SQL COUNT(column_name) Syntax

The COUNT(column_name) function returns the number of values (NULL values will not be counted) of the specified column:

SELECT COUNT(column_name) FROM table_name

SQL COUNT(*) Syntax

The COUNT(*) function returns the number of records in a table:

SELECT COUNT(*) FROM table_name

SQL COUNT(DISTINCT column_name) Syntax

The COUNT(DISTINCT column_name) function returns the number of distinct values of the specified column:

SELECT COUNT(DISTINCT column_name) FROM table_name

Note: COUNT(DISTINCT) works with ORACLE and Microsoft SQL Server, but not with Microsoft Access.


SQL COUNT(column_name) Example

We have the following "Orders" table:

O_Id OrderDate OrderPrice Customer
1 2008/11/12 1000 Hansen
2 2008/10/23 1600 Nilsen
3 2008/09/02 700 Hansen
4 2008/09/03 300 Hansen
5 2008/08/30 2000 Jensen
6 2008/10/04 100 Nilsen

Now we want to count the number of orders from "Customer Nilsen".

We use the following SQL statement:

SELECT COUNT(Customer) AS CustomerNilsen FROM Orders
WHERE Customer='Nilsen'

The result of the SQL statement above will be 2, because the customer Nilsen has made 2 orders in total:

CustomerNilsen
2


SQL COUNT(*) Example

If we omit the WHERE clause, like this:

SELECT COUNT(*) AS NumberOfOrders FROM Orders

The result-set will look like this:

NumberOfOrders
6

which is the total number of rows in the table.
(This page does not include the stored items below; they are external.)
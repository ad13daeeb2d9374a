pub mod cluster_config;
pub mod config;
pub mod error;
pub mod event_bus;
pub mod manifest;
pub mod runtime;
pub mod seed;
pub mod settings;
pub mod topology;
pub mod upgrade;

pub use cluster_config::{AdminConfig, ClusterNodeConfig, ConfigSource, NodeOverride, NodeState, UserConfig};
pub use config::ManifestGeneratorConfig;
pub use error::{ClusterError, ClusterResult};
pub use event_bus::EventBus;
pub use manifest::{
    ClusterManifest, ClusterManifestBuilder, ManifestDiff, ManifestNode, ManifestVersion,
    MonotonicVersionGenerator, NodeEndpoints, UpgradeKind, VersionGenerator,
};
pub use runtime::{ManifestEvent, ManifestRuntime};
pub use seed::{ReliabilityLevel, SeedNodeSelector, SeedNodeSet, SeedSelectionConfig, SeedSelectionStrategy};
pub use settings::{
    ChangeDisposition, MergeOutcome, ParameterChange, Settings, SettingsMerger, SettingsParameter,
    SettingsSchema, UpgradePolicy,
};
pub use topology::{ClusterTopology, DomainPath, NodeDescription, NodeRole};
pub use upgrade::{
    ClusterHealthPolicy, ClusterProvisioningState, ClusterUpgradeDeltaHealthPolicy,
    ClusterUpgradeFailureReason, ClusterUpgradePolicy, Evaluation, HealthBreach, HealthReport,
    UpgradeAction, UpgradeElapsed, UpgradeEvaluator, UpgradeEvent, UpgradeMonitor, UpgradeProgress,
};
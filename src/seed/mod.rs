//! Seed Node Selection
//!
//! Places the cluster's seed quorum across fault and upgrade domains and
//! keeps it stable as the topology changes.

pub mod config;
pub mod selector;

pub use config::{ReliabilityLevel, SeedSelectionConfig, SeedSelectionStrategy};
pub use selector::{SeedNodeSelector, SeedNodeSet, MIN_SEED_QUORUM};
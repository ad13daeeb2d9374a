use clap::{Parser, Subcommand};
use cluster_manifest::{
    AdminConfig, ClusterManifest, ClusterManifestBuilder, ClusterNodeConfig, ClusterTopology,
    HealthReport, ManifestGeneratorConfig, MonotonicVersionGenerator, UpgradeElapsed,
    UpgradeProgress, UserConfig,
};
use serde::{de::DeserializeOwned, Deserialize, Serialize};
use slog::{info, o, Drain, Logger};
use std::fs;
use std::path::{Path, PathBuf};
use std::sync::Arc;
use std::time::Duration;

#[derive(Parser, Debug)]
#[command(name = "manifestgen")]
#[command(about = "Cluster manifest generation and upgrade gating", long_about = None)]
struct Args {
    #[command(subcommand)]
    command: Command,
}

#[derive(Subcommand, Debug)]
enum Command {
    /// Build the next cluster manifest from a request file
    Build {
        /// JSON request: topology, user, admin and node_config
        #[arg(short, long)]
        request: PathBuf,

        /// Currently published manifest (omit when creating the cluster)
        #[arg(short, long)]
        prior: Option<PathBuf>,

        /// Where to write the manifest (stdout if omitted)
        #[arg(short, long)]
        output: Option<PathBuf>,

        /// Require a three-seed quorum even for single-node topologies
        #[arg(long, default_value_t = false)]
        strict_quorum: bool,
    },

    /// Evaluate one health report against a manifest's upgrade policy
    Evaluate {
        /// Manifest being rolled out
        #[arg(short, long)]
        manifest: PathBuf,

        /// Current upgrade progress
        #[arg(short, long)]
        progress: PathBuf,

        /// Health report to evaluate
        #[arg(short, long)]
        report: PathBuf,

        /// Seconds since the upgrade started
        #[arg(long)]
        overall_secs: u64,

        /// Seconds since the current upgrade domain started
        #[arg(long)]
        domain_secs: u64,
    },
}

/// Inputs to one manifest build
#[derive(Debug, Deserialize)]
struct BuildRequest {
    topology: ClusterTopology,
    user: UserConfig,
    admin: AdminConfig,
    #[serde(default)]
    node_config: ClusterNodeConfig,
}

#[derive(Debug, Serialize)]
struct EvaluationOutput {
    action: cluster_manifest::UpgradeAction,
    failure_reason: cluster_manifest::ClusterUpgradeFailureReason,
    cause: Option<String>,
    next: UpgradeProgress,
}

fn create_logger() -> Logger {
    let decorator = slog_term::PlainDecorator::new(std::io::stderr());
    let drain = slog_term::FullFormat::new(decorator).build().fuse();
    let drain = slog_async::Async::new(drain).build().fuse();
    Logger::root(drain, o!())
}

fn read_json<T: DeserializeOwned>(path: &Path) -> Result<T, Box<dyn std::error::Error>> {
    let raw = fs::read_to_string(path)?;
    Ok(serde_json::from_str(&raw)?)
}

fn write_json<T: Serialize>(value: &T, output: Option<&Path>) -> Result<(), Box<dyn std::error::Error>> {
    let rendered = serde_json::to_string_pretty(value)?;
    match output {
        Some(path) => fs::write(path, rendered)?,
        None => println!("{}", rendered),
    }
    Ok(())
}

fn main() -> Result<(), Box<dyn std::error::Error>> {
    let args = Args::parse();
    let logger = create_logger();

    match args.command {
        Command::Build {
            request,
            prior,
            output,
            strict_quorum,
        } => {
            let request: BuildRequest = read_json(&request)?;
            let prior: Option<ClusterManifest> = prior.as_deref().map(read_json::<ClusterManifest>).transpose()?;

            let mut config = ManifestGeneratorConfig::default();
            if strict_quorum {
                config = config.without_single_node();
            }
            let builder = ClusterManifestBuilder::new(
                config,
                Arc::new(MonotonicVersionGenerator::new()),
                logger.clone(),
            );

            let manifest = builder.build(
                &request.topology,
                &request.user,
                &request.admin,
                &request.node_config,
                prior.as_ref(),
            )?;
            write_json(&manifest, output.as_deref())?;
            info!(logger, "Manifest written";
                "version" => %manifest.version(),
                "upgrade_kind" => ?manifest.upgrade_kind());
        }
        Command::Evaluate {
            manifest,
            progress,
            report,
            overall_secs,
            domain_secs,
        } => {
            let manifest: ClusterManifest = read_json(&manifest)?;
            let progress: UpgradeProgress = read_json(&progress)?;
            let report: HealthReport = read_json(&report)?;

            let builder = ClusterManifestBuilder::new(
                ManifestGeneratorConfig::default(),
                Arc::new(MonotonicVersionGenerator::new()),
                logger.clone(),
            );
            let evaluation = builder.evaluator_for(&manifest).evaluate(
                &progress,
                &report,
                UpgradeElapsed::new(Duration::from_secs(overall_secs), Duration::from_secs(domain_secs)),
            )?;

            write_json(
                &EvaluationOutput {
                    action: evaluation.action,
                    failure_reason: evaluation.failure_reason,
                    cause: evaluation.cause.map(|e| e.to_string()),
                    next: evaluation.next,
                },
                None,
            )?;
        }
    }

    Ok(())
}
use cluster_manifest::{
    AdminConfig, ClusterManifestBuilder, ClusterNodeConfig, ClusterProvisioningState,
    ClusterTopology, ClusterUpgradeFailureReason, HealthReport, ManifestGeneratorConfig,
    MonotonicVersionGenerator, NodeDescription, NodeRole, UpgradeAction, UpgradeElapsed,
    UpgradeEvent, UpgradeMonitor, UserConfig,
};
use cluster_manifest::upgrade::EntityHealthCounts;
use slog::Logger;
use std::sync::Arc;
use std::time::Duration;

fn mins(m: u64) -> Duration {
    Duration::from_secs(m * 60)
}

fn setup(total_nodes: usize) -> (ClusterManifestBuilder, cluster_manifest::ClusterManifest) {
    let builder = ClusterManifestBuilder::new(
        ManifestGeneratorConfig::default(),
        Arc::new(MonotonicVersionGenerator::new()),
        Logger::root(slog::Discard, slog::o!()),
    );
    let topology = ClusterTopology::new((0..total_nodes).map(|i| {
        NodeDescription::new(
            format!("N{}", i),
            &format!("FD{}", i % 3),
            &format!("UD{}", i % 2),
            NodeRole::Primary,
        )
        .expect("valid node")
    }))
    .expect("valid topology");
    let manifest = builder
        .build(&topology, &UserConfig::new("prod"), &AdminConfig::new("1.0"), &ClusterNodeConfig::default(), None)
        .expect("build");
    (builder, manifest)
}

#[tokio::test]
async fn test_rollout_completes_across_domains() {
    let (builder, manifest) = setup(6);
    let progress = ClusterManifestBuilder::initial_progress(
        &manifest,
        ClusterProvisioningState::UpdatingUserConfiguration,
    );
    assert_eq!(progress.total_domains, 2);

    let monitor = UpgradeMonitor::spawn(
        builder.evaluator_for(&manifest),
        progress,
        builder.config(),
        Logger::root(slog::Discard, slog::o!()),
    );
    let report = HealthReport::healthy(6, 3, 2);

    // Domain 0: first healthy report opens the stable window, second closes it
    let r = monitor.submit(report, UpgradeElapsed::new(mins(6), mins(6))).await.expect("evaluate");
    assert_eq!(r.action, UpgradeAction::Wait);
    let r = monitor.submit(report, UpgradeElapsed::new(mins(12), mins(12))).await.expect("evaluate");
    assert_eq!(r.action, UpgradeAction::Continue);

    // Domain 1
    let r = monitor.submit(report, UpgradeElapsed::new(mins(18), mins(6))).await.expect("evaluate");
    assert_eq!(r.action, UpgradeAction::Wait);
    let r = monitor.submit(report, UpgradeElapsed::new(mins(24), mins(12))).await.expect("evaluate");
    assert_eq!(r.action, UpgradeAction::Complete);
    assert_eq!(monitor.progress().state, ClusterProvisioningState::EnforcingClusterVersion);

    monitor.shutdown().await;
}

#[tokio::test]
async fn test_health_breach_rolls_back_and_broadcasts() {
    let (builder, manifest) = setup(20);
    let monitor = UpgradeMonitor::spawn(
        builder.evaluator_for(&manifest),
        ClusterManifestBuilder::initial_progress(&manifest, ClusterProvisioningState::UpdatingInfrastructure),
        builder.config(),
        Logger::root(slog::Discard, slog::o!()),
    );
    let mut events = monitor.subscribe();
    let mut progress = monitor.watch_progress();

    let report = HealthReport {
        nodes: EntityHealthCounts::new(20, 3),
        domain_nodes: EntityHealthCounts::new(10, 3),
        ..HealthReport::healthy(20, 10, 0)
    };
    let evaluation = monitor
        .submit(report, UpgradeElapsed::new(mins(10), mins(10)))
        .await
        .expect("evaluate");

    assert_eq!(evaluation.action, UpgradeAction::RollBack);
    assert_eq!(evaluation.failure_reason, ClusterUpgradeFailureReason::HealthCheck);

    assert!(matches!(events.recv().await.expect("event"), UpgradeEvent::HealthBreached(_)));
    assert!(matches!(
        events.recv().await.expect("event"),
        UpgradeEvent::Evaluated { action: UpgradeAction::RollBack, .. }
    ));
    assert!(matches!(
        events.recv().await.expect("event"),
        UpgradeEvent::StateChanged { to: ClusterProvisioningState::EnforcingClusterVersion, .. }
    ));

    progress.changed().await.expect("progress update");
    assert_eq!(progress.borrow().failure_reason, ClusterUpgradeFailureReason::HealthCheck);
}

#[tokio::test]
async fn test_unreachable_coordinator_times_out() {
    let (builder, manifest) = setup(6);
    let monitor = UpgradeMonitor::spawn(
        builder.evaluator_for(&manifest),
        ClusterManifestBuilder::initial_progress(&manifest, ClusterProvisioningState::UpdatingUserCertificate),
        builder.config(),
        Logger::root(slog::Discard, slog::o!()),
    );

    monitor.coordinator_unreachable(mins(5)).await.expect("mark unreachable");
    let held = monitor
        .submit(HealthReport::unavailable(), UpgradeElapsed::new(mins(20), mins(20)))
        .await
        .expect("evaluate");
    assert_eq!(held.action, UpgradeAction::Wait);

    let failed = monitor
        .submit(HealthReport::unavailable(), UpgradeElapsed::new(mins(40), mins(40)))
        .await
        .expect("evaluate");
    assert_eq!(failed.action, UpgradeAction::Abort);
    assert_eq!(failed.failure_reason, ClusterUpgradeFailureReason::Interrupted);
    assert_eq!(monitor.progress().state, ClusterProvisioningState::Failed);

    // Nothing left to evaluate once failed
    assert!(monitor
        .submit(HealthReport::healthy(6, 3, 0), UpgradeElapsed::new(mins(41), mins(41)))
        .await
        .is_err());
}
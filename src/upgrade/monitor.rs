//! Upgrade Monitor
//!
//! Owns the progress of one rolling upgrade. Health reports arrive over a
//! bounded queue and are evaluated strictly one at a time; every decision is
//! published on the event bus and the latest progress on a watch channel.

use crate::config::ManifestGeneratorConfig;
use crate::error::{ClusterError, ClusterResult};
use crate::event_bus::EventBus;
use crate::upgrade::evaluator::{Evaluation, UpgradeElapsed, UpgradeEvaluator};
use crate::upgrade::event::UpgradeEvent;
use crate::upgrade::health::HealthReport;
use crate::upgrade::state::UpgradeProgress;
use slog::{debug, info, Logger};
use std::time::Duration;
use tokio::sync::{broadcast, mpsc, oneshot, watch};
use tokio::task::JoinHandle;

enum MonitorCommand {
    Report {
        report: HealthReport,
        elapsed: UpgradeElapsed,
        callback: oneshot::Sender<ClusterResult<Evaluation>>,
    },
    Unreachable {
        at: Duration,
        callback: oneshot::Sender<ClusterResult<UpgradeProgress>>,
    },
    Reconnected {
        callback: oneshot::Sender<ClusterResult<UpgradeProgress>>,
    },
}

/// Handle to a running upgrade monitor task
pub struct UpgradeMonitor {
    sender: mpsc::Sender<MonitorCommand>,
    progress: watch::Receiver<UpgradeProgress>,
    events: EventBus<UpgradeEvent>,
    handle: JoinHandle<()>,
}

impl UpgradeMonitor {
    /// Spawn the monitor task on the current tokio runtime
    pub fn spawn(
        evaluator: UpgradeEvaluator,
        initial: UpgradeProgress,
        config: &ManifestGeneratorConfig,
        logger: Logger,
    ) -> Self {
        let (sender, mut receiver) = mpsc::channel(config.monitor_queue_capacity.max(1));
        let (progress_tx, progress) = watch::channel(initial.clone());
        let events = EventBus::new(config.event_capacity);
        let task_events = events.clone();

        info!(logger, "Upgrade monitor started";
            "state" => %initial.state, "total_domains" => initial.total_domains);

        let handle = tokio::spawn(async move {
            let mut current = initial;
            while let Some(command) = receiver.recv().await {
                match command {
                    MonitorCommand::Report {
                        report,
                        elapsed,
                        callback,
                    } => {
                        let result = evaluator.evaluate(&current, &report, elapsed);
                        if let Ok(evaluation) = &result {
                            Self::publish_evaluation(&task_events, &current, evaluation);
                            current = evaluation.next.clone();
                            let _ = progress_tx.send(current.clone());
                        }
                        let _ = callback.send(result);
                    }
                    MonitorCommand::Unreachable { at, callback } => {
                        let result = evaluator.on_coordinator_unreachable(&current, at);
                        if let Ok(next) = &result {
                            task_events.publish(UpgradeEvent::CoordinatorUnreachable {
                                resume_state: current.state,
                            });
                            current = next.clone();
                            let _ = progress_tx.send(current.clone());
                        }
                        let _ = callback.send(result);
                    }
                    MonitorCommand::Reconnected { callback } => {
                        let result = evaluator.on_coordinator_reconnected(&current);
                        if let Ok(next) = &result {
                            task_events.publish(UpgradeEvent::CoordinatorReconnected { state: next.state });
                            current = next.clone();
                            let _ = progress_tx.send(current.clone());
                        }
                        let _ = callback.send(result);
                    }
                }
            }
            debug!(logger, "Upgrade monitor stopped"; "state" => %current.state);
        });

        Self {
            sender,
            progress,
            events,
            handle,
        }
    }

    /// Queue a health report and wait for its evaluation
    pub async fn submit(&self, report: HealthReport, elapsed: UpgradeElapsed) -> ClusterResult<Evaluation> {
        let (callback, receiver) = oneshot::channel();
        self.send(MonitorCommand::Report {
            report,
            elapsed,
            callback,
        })
        .await?;
        receiver.await.map_err(|_| ClusterError::MonitorStopped)?
    }

    /// Mark the upgrade coordinator unreachable at `at` on the upgrade clock
    pub async fn coordinator_unreachable(&self, at: Duration) -> ClusterResult<UpgradeProgress> {
        let (callback, receiver) = oneshot::channel();
        self.send(MonitorCommand::Unreachable { at, callback }).await?;
        receiver.await.map_err(|_| ClusterError::MonitorStopped)?
    }

    pub async fn coordinator_reconnected(&self) -> ClusterResult<UpgradeProgress> {
        let (callback, receiver) = oneshot::channel();
        self.send(MonitorCommand::Reconnected { callback }).await?;
        receiver.await.map_err(|_| ClusterError::MonitorStopped)?
    }

    /// Latest progress
    pub fn progress(&self) -> UpgradeProgress {
        self.progress.borrow().clone()
    }

    pub fn watch_progress(&self) -> watch::Receiver<UpgradeProgress> {
        self.progress.clone()
    }

    pub fn subscribe(&self) -> broadcast::Receiver<UpgradeEvent> {
        self.events.subscribe()
    }

    /// Stop accepting reports and wait for queued ones to drain
    pub async fn shutdown(self) {
        drop(self.sender);
        let _ = self.handle.await;
    }

    async fn send(&self, command: MonitorCommand) -> ClusterResult<()> {
        self.sender
            .send(command)
            .await
            .map_err(|_| ClusterError::MonitorStopped)
    }

    fn publish_evaluation(events: &EventBus<UpgradeEvent>, before: &UpgradeProgress, evaluation: &Evaluation) {
        if let Some(ClusterError::HealthBreach(breach)) = &evaluation.cause {
            events.publish(UpgradeEvent::HealthBreached(breach.clone()));
        }
        events.publish(UpgradeEvent::Evaluated {
            state: before.state,
            action: evaluation.action,
            current_domain: before.current_domain,
        });
        if evaluation.next.state != before.state {
            events.publish(UpgradeEvent::StateChanged {
                from: before.state,
                to: evaluation.next.state,
                failure_reason: evaluation.failure_reason,
            });
        }
    }
}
SQL COUNT(DISTINCT column_name) Example

Now we want to count the number of unique customers in the "Orders" table.

We use the following SQL statement:

SELECT COUNT(DISTINCT Customer) AS NumberOfCustomers FROM Orders

The result-set will look like this:

NumberOfCustomers
3

which is the number of unique customers (Hansen, Nilsen, and Jensen) in the "Orders" table.